More often teachers ask students to find primary documents as part of a research topic, rather than write a paper about a particular document. The topic "write a paper about the Magna Carta" requires far less effort than "using primary source material, support or refute the claim that European explorers thought Native Americans were inferior." Here students must think critically; it requires interpretive skills such as reasoning and deduction and knowledge of context and point of view to understand historical events through documents. Rather than reading about someone else's interpretation of how and why something happened, students try to find out what happened, and then make their own conclusions. This process of discovery is a rich and rewarding way for students to understand history. A year later, Mike is still talking about Lewis and Clark.

School librarians play an important role in this process. Not only do we help students find their sources, but also as teachers we can use primary source documents to help them learn information literacy skills: effectively using, synthesizing, interpreting, and evaluating sources. "Primary research" only begins with finding primary documents. As in Mike's case, research often begins with using reference and secondary sources to identify original source material. It may then lead to finding census records on microfilm, or using a finding aid at the Massachusetts Historical Society to find a letter written by John Adams in the Adams Papers. It's detective work. History now becomes alive through its own investigation.
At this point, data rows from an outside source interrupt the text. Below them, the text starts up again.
//! Vitrina Storefront - public shop API.
//!
//! This binary serves the storefront on port 3000.
//!
//! # Architecture
//!
//! - Axum JSON API; the browser front end is served separately
//! - `PostgreSQL` for products, categories, orders and legal documents
//! - Cart kept in `PostgreSQL`-backed sessions
//! - Orders handed off to the shop's messenger account via a `wa.me` link
//!
//! # Security
//!
//! This binary only reads the catalog and inserts orders. It has no access
//! to object storage credentials or the admin password.

#![cfg_attr(not(test), forbid(unsafe_code))]

use std::sync::Arc;

use axum::extract::State;
use axum::http::StatusCode;
use axum::{Router, middleware as axum_middleware, routing::get};
use sentry::integrations::tracing as sentry_tracing;
use tower_http::trace::TraceLayer;
use tower_sessions_sqlx_store::PostgresStore;
use tracing_subscriber::{Layer, layer::SubscriberExt, util::SubscriberInitExt};
use vitrina_core::postgres::{PgBackend, create_pool};
use vitrina_core::repository::Backend;
use vitrina_storefront::config::StorefrontConfig;
use vitrina_storefront::middleware;
use vitrina_storefront::routes;
use vitrina_storefront::state::AppState;

/// Initialize Sentry error tracking and return guard that must be kept alive.
fn init_sentry(config: &StorefrontConfig) -> Option<sentry::ClientInitGuard> {
    let dsn = config.sentry.dsn.as_ref()?;

    let guard = sentry::init((
        dsn.as_str(),
        sentry::ClientOptions {
            release: sentry::release_name!(),
            environment: config
                .sentry
                .environment
                .clone()
                .map(std::borrow::Cow::Owned),
            sample_rate: config.sentry.sample_rate,
            traces_sample_rate: config.sentry.traces_sample_rate,
            attach_stacktrace: true,
            ..Default::default()
        },
    ));

    tracing::info!("Sentry initialized");
    Some(guard)
}

/// Filter tracing events to Sentry event types.
fn sentry_event_filter(metadata: &tracing::Metadata<'_>) -> sentry_tracing::EventFilter {
    match *metadata.level() {
        tracing::Level::ERROR | tracing::Level::WARN => sentry_tracing::EventFilter::Event,
        tracing::Level::INFO | tracing::Level::DEBUG => sentry_tracing::EventFilter::Breadcrumb,
        _ => sentry_tracing::EventFilter::Ignore,
    }
}

/// Install the tracing subscriber: JSON on Fly.io, plain text elsewhere.
fn init_tracing() {
    let env_filter = tracing_subscriber::EnvFilter::try_from_default_env()
        .unwrap_or_else(|_| "vitrina_storefront=info,vitrina_core=info,tower_http=debug".into());

    let fmt_layer = if std::env::var_os("FLY_APP_NAME").is_some() {
        tracing_subscriber::fmt::layer().json().boxed()
    } else {
        tracing_subscriber::fmt::layer().boxed()
    };

    tracing_subscriber::registry()
        .with(env_filter)
        .with(fmt_layer)
        .with(sentry_tracing::layer().event_filter(sentry_event_filter))
        .init();
}

#[tokio::main]
async fn main() {
    // Load configuration from environment (needed for Sentry init)
    let config = StorefrontConfig::from_env().expect("Failed to load configuration");

    // Initialize Sentry (must be done before tracing subscriber)
    let _sentry_guard = init_sentry(&config);
    init_tracing();

    let pool = create_pool(&config.database_url)
        .await
        .expect("Failed to create database pool");
    tracing::info!("Database pool created");

    // NOTE: Migrations are NOT run automatically on startup.
    // Run them explicitly via: cargo run -p vitrina-cli -- migrate

    let session_layer = middleware::create_session_layer(PostgresStore::new(pool.clone()), &config);
    let state = AppState::new(config.clone(), Arc::new(PgBackend::new(pool)));

    let app = Router::new()
        .route("/health", get(health))
        .route("/health/ready", get(readiness))
        .merge(routes::routes().layer(middleware::api_rate_limiter()))
        .layer(session_layer)
        .layer(axum_middleware::from_fn(middleware::security_headers_middleware))
        .layer(axum_middleware::from_fn(middleware::request_id_middleware))
        .layer(TraceLayer::new_for_http())
        .with_state(state)
        // Sentry layers (outermost for full request coverage)
        .layer(sentry_tower::NewSentryLayer::new_from_top())
        .layer(sentry_tower::SentryHttpLayer::new().enable_transaction());

    let addr = config.socket_addr();
    tracing::info!("storefront listening on {}", addr);

    let listener = tokio::net::TcpListener::bind(addr)
        .await
        .expect("Failed to bind to address");

    axum::serve(listener, app)
        .with_graceful_shutdown(shutdown_signal())
        .await
        .expect("Server error");
}

/// Liveness health check endpoint.
///
/// Returns "ok" if the server is running. Does not check dependencies.
async fn health() -> &'static str {
    "ok"
}

/// Readiness health check endpoint.
///
/// Returns 503 Service Unavailable if the database is not reachable.
async fn readiness(State(state): State<AppState>) -> StatusCode {
    match state.backend().ping().await {
        Ok(()) => StatusCode::OK,
        Err(e) => {
            tracing::warn!(error = %e, "readiness check failed");
            StatusCode::SERVICE_UNAVAILABLE
        }
    }
}

/// Wait for shutdown signal (Ctrl+C or SIGTERM).
async fn shutdown_signal() {
    let ctrl_c = async {
        tokio::signal::ctrl_c()
            .await
            .expect("Failed to install Ctrl+C handler");
    };

    #[cfg(unix)]
    let terminate = async {
        tokio::signal::unix::signal(tokio::signal::unix::SignalKind::terminate())
            .expect("Failed to install signal handler")
            .recv()
            .await;
    };

    #[cfg(not(unix))]
    let terminate = std::future::pending::<()>();

    tokio::select! {
        () = ctrl_c => {},
        () = terminate => {},
    }

    tracing::info!("Shutdown signal received, starting graceful shutdown");
}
I've found that once you've identified a particular document for research, a well-written online search should bring it up: (try +"Thomas Jefferson" +"drawing of a macaroni machine" in Google!). For this reason its actually more efficient to try it in this manner rather than to wade through some laundry list of links to primary documents on the Internet (which probably doesn't include the macaroni machine!).

That being said, if your online search fails, it's well worth considering doing a site-search through large primary source collections such as the Library of Congress's American Memory, the National Archives, or the Making of America. These databases are large enough that it's worth using their site-based search features; a general Internet search (even using your favorite search engine) might not find your document. For the most part, we've only linked "content" sites such as these on our primary documents page (see link below).

A very effective laboratory for primary research at our schools is the Beverly Educational Archives, located in a room adjacent to the high school library. This collection includes documents of administrative and social value to Beverly Schools (such as school committee reports and student publications) dating as far back as 1768. Classes in both the History and English departments are using the archives for research. Their experience with using these local primary documents is that history becomes even more immediate and tangible. Students understand the larger context of world events through local history.

Links:

Beverly Educational Archives: http://www.primaryresearch.org/archives

Primary Documents Links: http://www.bhsonline.org/library/primdocuments.htm

American Memory (Library of Congress): http://memory.loc.gov

National Archives: http://www.nara.gov

Making of America (University of Michigan Collection): http://moa.umdl.umich.edu/

Making of America (Cornell Collection): http://cdl.library.cornell.edu/moa/

(Editor's Note: Background for this article can be found in the June 2002 NMRLS Newsletter athttp://www.nmrls.org/news/june02.shtml#profile in an article by Tom Scully, the Director of Beverly Public Library. The Archives manifests its mission by collaborating with local historical organizations and libraries.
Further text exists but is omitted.